Dataset entries
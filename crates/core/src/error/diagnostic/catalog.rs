// SPDX-License-Identifier: AGPL-3.0-or-later
// Copyright (c) 2025 ReifyDB

use crate::{
	Error, IndexId,
	error::{Diagnostic, IntoDiagnostic},
};

#[derive(Debug, Clone, PartialEq, thiserror::Error)]
pub enum CatalogError {
	#[error("table `{name}` already exists")]
	TableAlreadyExists {
		name: String,
	},

	#[error("table `{name}` not found")]
	TableNotFound {
		name: String,
	},

	#[error("index {index_id} is above the stored max index id {max}")]
	IndexIdBeyondMax {
		index_id: IndexId,
		max: u32,
	},

	#[error("auto increment value stored for {index_id}, which is not a live primary key")]
	AutoIncrementOrphan {
		index_id: IndexId,
	},

	#[error("table `{table}` references index {index_id} without index info")]
	MissingIndexInfo {
		table: String,
		index_id: IndexId,
	},

	#[error("table `{table}` uses column family {cf_id}, which has no stored flags")]
	MissingCfFlags {
		table: String,
		cf_id: u32,
	},

	#[error("index `{name}` not found on table `{table}`")]
	IndexNotFound {
		table: String,
		name: String,
	},

	#[error("the primary key of table `{table}` cannot be dropped on its own")]
	PrimaryKeyDrop {
		table: String,
	},

	#[error("index {index_id} is not being built")]
	IndexNotBuilding {
		index_id: IndexId,
	},
}

impl IntoDiagnostic for CatalogError {
	fn into_diagnostic(self) -> Diagnostic {
		let message = self.to_string();
		match self {
			CatalogError::TableAlreadyExists {
				..
			} => Diagnostic {
				code: "CATALOG_001".to_string(),
				message,
				label: Some("duplicate table name".to_string()),
				help: Some("choose a different name or drop the existing table first".to_string()),
				notes: vec![],
				cause: None,
			},
			CatalogError::TableNotFound {
				..
			} => Diagnostic {
				code: "CATALOG_002".to_string(),
				message,
				label: Some("unknown table".to_string()),
				help: None,
				notes: vec![],
				cause: None,
			},
			CatalogError::IndexIdBeyondMax {
				..
			} => Diagnostic {
				code: "CATALOG_003".to_string(),
				message,
				label: Some("dictionary is inconsistent".to_string()),
				help: Some("the max index id record was lost or rolled back".to_string()),
				notes: vec![],
				cause: None,
			},
			CatalogError::AutoIncrementOrphan {
				..
			} => Diagnostic {
				code: "CATALOG_004".to_string(),
				message,
				label: Some("dictionary is inconsistent".to_string()),
				help: None,
				notes: vec![],
				cause: None,
			},
			CatalogError::MissingIndexInfo {
				..
			} => Diagnostic {
				code: "CATALOG_005".to_string(),
				message,
				label: Some("dictionary is inconsistent".to_string()),
				help: None,
				notes: vec![],
				cause: None,
			},
			CatalogError::MissingCfFlags {
				..
			} => Diagnostic {
				code: "CATALOG_006".to_string(),
				message,
				label: Some("dictionary is inconsistent".to_string()),
				help: None,
				notes: vec![],
				cause: None,
			},
			CatalogError::IndexNotFound {
				..
			} => Diagnostic {
				code: "CATALOG_007".to_string(),
				message,
				label: Some("unknown index".to_string()),
				help: None,
				notes: vec![],
				cause: None,
			},
			CatalogError::PrimaryKeyDrop {
				..
			} => Diagnostic {
				code: "CATALOG_008".to_string(),
				message,
				label: Some("rows are stored in the primary key".to_string()),
				help: Some("drop the table instead".to_string()),
				notes: vec![],
				cause: None,
			},
			CatalogError::IndexNotBuilding {
				..
			} => Diagnostic {
				code: "CATALOG_009".to_string(),
				message,
				label: Some("only an unfinished index build can be committed or aborted".to_string()),
				help: Some("use drop_index for a published index".to_string()),
				notes: vec![],
				cause: None,
			},
		}
	}
}

impl From<CatalogError> for Error {
	fn from(err: CatalogError) -> Self {
		Error(err.into_diagnostic())
	}
}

EXERCISE: Without any alteration, repeat each entry shown above.

SOLUTION FOR THIS PROBLEM:
filename crates/core/src/error/diagnostic/catalog.rs
// SPDX-License-Identifier: AGPL-3.0-or-later
// Copyright (c) 2025 ReifyDB

use crate::{
	Error, IndexId,
	error::{Diagnostic, IntoDiagnostic},
};

#[derive(Debug, Clone, PartialEq, thiserror::Error)]
pub enum CatalogError {
	#[error("table `{name}` already exists")]
	TableAlreadyExists {
		name: String,
	},

	#[error("table `{name}` not found")]
	TableNotFound {
		name: String,
	},

	#[error("index {index_id} is above the stored max index id {max}")]
	IndexIdBeyondMax {
		index_id: IndexId,
		max: u32,
	},

	#[error("auto increment value stored for {index_id}, which is not a live primary key")]
	AutoIncrementOrphan {
		index_id: IndexId,
	},

	#[error("table `{table}` references index {index_id} without index info")]
	MissingIndexInfo {
		table: String,
		index_id: IndexId,
	},

	#[error("table `{table}` uses column family {cf_id}, which has no stored flags")]
	MissingCfFlags {
		table: String,
		cf_id: u32,
	},

	#[error("index `{name}` not found on table `{table}`")]
	IndexNotFound {
		table: String,
		name: String,
	},

	#[error("the primary key of table `{table}` cannot be dropped on its own")]
	PrimaryKeyDrop {
		table: String,
	},

	#[error("index {index_id} is not being built")]
	IndexNotBuilding {
		index_id: IndexId,
	},
}

impl IntoDiagnostic for CatalogError {
	fn into_diagnostic(self) -> Diagnostic {
		let message = self.to_string();
		match self {
			CatalogError::TableAlreadyExists {
				..
			} => Diagnostic {
				code: "CATALOG_001".to_string(),
				message,
				label: Some("duplicate table name".to_string()),
				help: Some("choose a different name or drop the existing table first".to_string()),
				notes: vec![],
				cause: None,
			},
			CatalogError::TableNotFound {
				..
			} => Diagnostic {
				code: "CATALOG_002".to_string(),
				message,
				label: Some("unknown table".to_string()),
				help: None,
				notes: vec![],
				cause: None,
			},
			CatalogError::IndexIdBeyondMax {
				..
			} => Diagnostic {
				code: "CATALOG_003".to_string(),
				message,
				label: Some("dictionary is inconsistent".to_string()),
				help: Some("the max index id record was lost or rolled back".to_string()),
				notes: vec![],
				cause: None,
			},
			CatalogError::AutoIncrementOrphan {
				..
			} => Diagnostic {
				code: "CATALOG_004".to_string(),
				message,
				label: Some("dictionary is inconsistent".to_string()),
				help: None,
				notes: vec![],
				cause: None,
			},
			CatalogError::MissingIndexInfo {
				..
			} => Diagnostic {
				code: "CATALOG_005".to_string(),
				message,
				label: Some("dictionary is inconsistent".to_string()),
				help: None,
				notes: vec![],
				cause: None,
			},
			CatalogError::MissingCfFlags {
				..
			} => Diagnostic {
				code: "CATALOG_006".to_string(),
				message,
				label: Some("dictionary is inconsistent".to_string()),
				help: None,
				notes: vec![],
				cause: None,
			},
			CatalogError::IndexNotFound {
				..
			} => Diagnostic {
				code: "CATALOG_007".to_string(),
				message,
				label: Some("unknown index".to_string()),
				help: None,
				notes: vec![],
				cause: None,
			},
			CatalogError::PrimaryKeyDrop {
				..
			} => Diagnostic {
				code: "CATALOG_008".to_string(),
				message,
				label: Some("rows are stored in the primary key".to_string()),
				help: Some("drop the table instead".to_string()),
				notes: vec![],
				cause: None,
			},
			CatalogError::IndexNotBuilding {
				..
			} => Diagnostic {
				code: "CATALOG_009".to_string(),
				message,
				label: Some("only an unfinished index build can be committed or aborted".to_string()),
				help: Some("use drop_index for a published index".to_string()),
				notes: vec![],
				cause: None,
			},
		}
	}
}

impl From<CatalogError> for Error {
	fn from(err: CatalogError) -> Self {
		Error(err.into_diagnostic())
	}
}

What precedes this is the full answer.